Autoexport: Ablauf
Ob ein Fahrzeug später exportiert wird, entscheidet nicht allein sein Alter. Nachfrage, Zustand, Dokumente, Transport und das konkrete Zielland müssen zusammenpassen.
Eignung wird individuell geprüft
Alter oder hohe Laufleistung machen ein Fahrzeug nicht automatisch exportgeeignet. Modellnachfrage, Ersatzteile, Dokumente und Transportkosten bestimmen die Möglichkeit.
Käufer eindeutig festhalten
Der Vertrag muss den tatsächlichen Käufer mit vollständigen Daten nennen. Blanko-Verträge oder eine Übergabe nur gegen Visitenkarte schaffen vermeidbare Risiken.
Abmeldung und Kennzeichen
Normale Kennzeichen dürfen nicht einfach für eine Ausfuhr weitergegeben werden. Abmeldung, Kurzzeit- und Ausfuhrkennzeichen haben unterschiedliche Voraussetzungen.

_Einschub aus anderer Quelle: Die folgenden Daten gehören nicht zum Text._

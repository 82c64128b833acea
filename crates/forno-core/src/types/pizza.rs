//! Pizza customization options and fixed-price deals.
//!
//! The option tables are fixed product data, not remote rows. Prices are
//! whole currency units; the crust carries the only multiplicative factor.

use serde::{Deserialize, Serialize};

use super::money::Cents;

/// A crust choice. `price_modifier` multiplies the size's base price.
#[derive(Debug, Clone, PartialEq, Serialize, Deserialize)]
pub struct CrustType {
    pub id: String,
    pub name: String,
    pub description: String,
    pub price_modifier: f64,
}

/// A pizza size with its base price.
#[derive(Debug, Clone, PartialEq, Serialize, Deserialize)]
pub struct PizzaSize {
    pub id: String,
    pub name: String,
    pub diameter: String,
    pub serving_size: String,
    pub base_price: Cents,
}

/// A sauce choice: flat surcharge plus a spice-level attribute for display.
#[derive(Debug, Clone, PartialEq, Serialize, Deserialize)]
pub struct SauceOption {
    pub id: String,
    pub name: String,
    pub spice_level: u8,
    pub price: Cents,
}

/// Display grouping for toppings.
#[derive(Debug, Clone, Copy, PartialEq, Eq, Serialize, Deserialize)]
#[serde(rename_all = "lowercase")]
pub enum ToppingCategory {
    Meat,
    Vegetables,
    Cheese,
}

/// A topping: flat per-topping surcharge.
#[derive(Debug, Clone, PartialEq, Serialize, Deserialize)]
pub struct ToppingOption {
    pub id: String,
    pub name: String,
    pub category: ToppingCategory,
    pub price: Cents,
}

/// A fixed-price bundle. Contents are display data, not individually priced.
#[derive(Debug, Clone, PartialEq, Serialize, Deserialize)]
pub struct DealOption {
    pub id: String,
    pub name: String,
    pub description: String,
    pub price: Cents,
    pub items_included: serde_json::Value,
}

/// An immutable selection tuple defining a custom pizza.
#[derive(Debug, Clone, PartialEq, Serialize, Deserialize)]
pub struct PizzaCustomization {
    pub crust: CrustType,
    pub size: PizzaSize,
    pub sauce: SauceOption,
    pub toppings: Vec<ToppingOption>,
}

impl PizzaCustomization {
    /// Display name, e.g. "Custom Regular Pizza".
    pub fn display_name(&self) -> String {
        format!("Custom {} Pizza", self.size.name)
    }

    /// Display description, e.g. "Original Crust with Fiery Sauce and Chicken, Onion".
    pub fn description(&self) -> String {
        let base = format!("{} with {}", self.crust.name, self.sauce.name);
        if self.toppings.is_empty() {
            base
        } else {
            let names: Vec<&str> = self.toppings.iter().map(|t| t.name.as_str()).collect();
            format!("{} and {}", base, names.join(", "))
        }
    }
}

/// The three crust choices.
pub fn crust_types() -> Vec<CrustType> {
    vec![
        CrustType {
            id: "original".into(),
            name: "Original Crust".into(),
            description: "Hand-tossed classic".into(),
            price_modifier: 1.0,
        },
        CrustType {
            id: "thin".into(),
            name: "Thin Crust".into(),
            description: "Crispy and light".into(),
            price_modifier: 1.1,
        },
        CrustType {
            id: "pan".into(),
            name: "Pan Crust".into(),
            description: "Thick & fluffy".into(),
            price_modifier: 1.2,
        },
    ]
}

/// The four pizza sizes.
pub fn pizza_sizes() -> Vec<PizzaSize> {
    vec![
        PizzaSize {
            id: "personal".into(),
            name: "Personal".into(),
            diameter: "6\"".into(),
            serving_size: "1 person".into(),
            base_price: 599,
        },
        PizzaSize {
            id: "regular".into(),
            name: "Regular".into(),
            diameter: "9\"".into(),
            serving_size: "1-2 people".into(),
            base_price: 899,
        },
        PizzaSize {
            id: "medium".into(),
            name: "Medium".into(),
            diameter: "12\"".into(),
            serving_size: "2-3 people".into(),
            base_price: 1299,
        },
        PizzaSize {
            id: "large".into(),
            name: "Large".into(),
            diameter: "15\"".into(),
            serving_size: "3-4 people".into(),
            base_price: 1699,
        },
    ]
}

/// The three sauce choices.
pub fn sauce_options() -> Vec<SauceOption> {
    vec![
        SauceOption {
            id: "fiery".into(),
            name: "Fiery Sauce".into(),
            spice_level: 3,
            price: 0,
        },
        SauceOption {
            id: "garlic".into(),
            name: "Creamy Garlic".into(),
            spice_level: 0,
            price: 50,
        },
        SauceOption {
            id: "peri_peri".into(),
            name: "Peri Peri Sauce".into(),
            spice_level: 4,
            price: 75,
        },
    ]
}

/// The topping menu, grouped by category for display.
pub fn topping_options() -> Vec<ToppingOption> {
    vec![
        ToppingOption {
            id: "chicken".into(),
            name: "Chicken".into(),
            category: ToppingCategory::Meat,
            price: 150,
        },
        ToppingOption {
            id: "pepperoni".into(),
            name: "Pepperoni".into(),
            category: ToppingCategory::Meat,
            price: 180,
        },
        ToppingOption {
            id: "mushrooms".into(),
            name: "Mushrooms".into(),
            category: ToppingCategory::Vegetables,
            price: 80,
        },
        ToppingOption {
            id: "capsicum".into(),
            name: "Capsicum".into(),
            category: ToppingCategory::Vegetables,
            price: 70,
        },
        ToppingOption {
            id: "onion".into(),
            name: "Onion".into(),
            category: ToppingCategory::Vegetables,
            price: 50,
        },
        ToppingOption {
            id: "jalapenos".into(),
            name: "Jalapeños".into(),
            category: ToppingCategory::Vegetables,
            price: 90,
        },
        ToppingOption {
            id: "olives".into(),
            name: "Olives".into(),
            category: ToppingCategory::Vegetables,
            price: 100,
        },
        ToppingOption {
            id: "cheese_blend".into(),
            name: "Cheese Blend".into(),
            category: ToppingCategory::Cheese,
            price: 120,
        },
    ]
}

/// The six fixed-price deals.
pub fn deals() -> Vec<DealOption> {
    vec![
        DealOption {
            id: "solo_cravings".into(),
            name: "Solo Cravings".into(),
            description: "Personal Pizza + Drink".into(),
            price: 599,
            items_included: serde_json::json!({ "pizza_size": "personal", "drink": true }),
        },
        DealOption {
            id: "power_of_3".into(),
            name: "Power of 3".into(),
            description: "Medium Pizza + 3 Chicken + Cheesy Bread + 2 Drinks".into(),
            price: 1849,
            items_included: serde_json::json!({
                "pizza_size": "medium", "chicken_pieces": 3, "cheesy_bread": true, "drinks": 2
            }),
        },
        DealOption {
            id: "boss_box".into(),
            name: "The Boss Box".into(),
            description: "Large + Regular Pizza + 9pc Chicken + 1.5L Drink".into(),
            price: 3599,
            items_included: serde_json::json!({
                "large_pizza": true, "regular_pizza": true, "chicken_pieces": 9, "large_drink": true
            }),
        },
        DealOption {
            id: "squad_goals".into(),
            name: "Squad Goals".into(),
            description: "2 Regular Pizzas + 5 Strips + Fries + 1.5L Drink".into(),
            price: 2749,
            items_included: serde_json::json!({
                "regular_pizzas": 2, "chicken_strips": 5, "fries": true, "large_drink": true
            }),
        },
        DealOption {
            id: "couple_connect".into(),
            name: "Couple Connect".into(),
            description: "Regular Pizza + Beverage options".into(),
            price: 1299,
            items_included: serde_json::json!({ "pizza_size": "regular", "beverages": 2 }),
        },
        DealOption {
            id: "family_weekend".into(),
            name: "Family Weekend Box".into(),
            description: "2 Large Pizzas + Fish & Chips + Bread + Chicken + Drink + Dip Platter"
                .into(),
            price: 5499,
            items_included: serde_json::json!({
                "large_pizzas": 2, "fish_and_chips": true, "bread": true,
                "chicken": true, "drink": true, "dip_platter": true
            }),
        },
    ]
}
//! Configuration types.

pub mod pricing_config;

pub use pricing_config::PricingConfig;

Zoll und Transport trennen
Die spätere Ausfuhr ist Aufgabe des dafür Verantwortlichen. Verkäufer sollten Zustand, Zahlung und Übergabe sauber dokumentieren und keine unbekannten Exportwege versprechen.
Verkauf und spätere Ausfuhr trennen
Der Verkäufer sollte den tatsächlichen Käufer, den Zustand und die Übergabe sauber dokumentieren. Zollanmeldung, Ausfuhrkennzeichen und der Nachweis einer Ausfuhr in einen Nicht-EU-Staat sind eigene Verfahrensschritte. Blankoverträge oder unbekannte Zwischenkäufer schaffen unnötige Risiken.
Praktische Checkliste – Autoexport-Ratgeber
- Tatsächlichen Käufer vollständig in den Vertrag aufnehmen.
- FIN, Zahlung und Übergabe dokumentieren.
- Kennzeichen nicht ohne klare Vereinbarung weitergeben.
- Exportformalitäten nicht pauschal für jedes Zielland versprechen.
Fahrzeugdaten vollständig vorbereiten
Eine sachliche Beschreibung mit aktuellen Bildern und passenden Unterlagen ist verlässlicher als eine pauschale Preis- oder Zustandsangabe.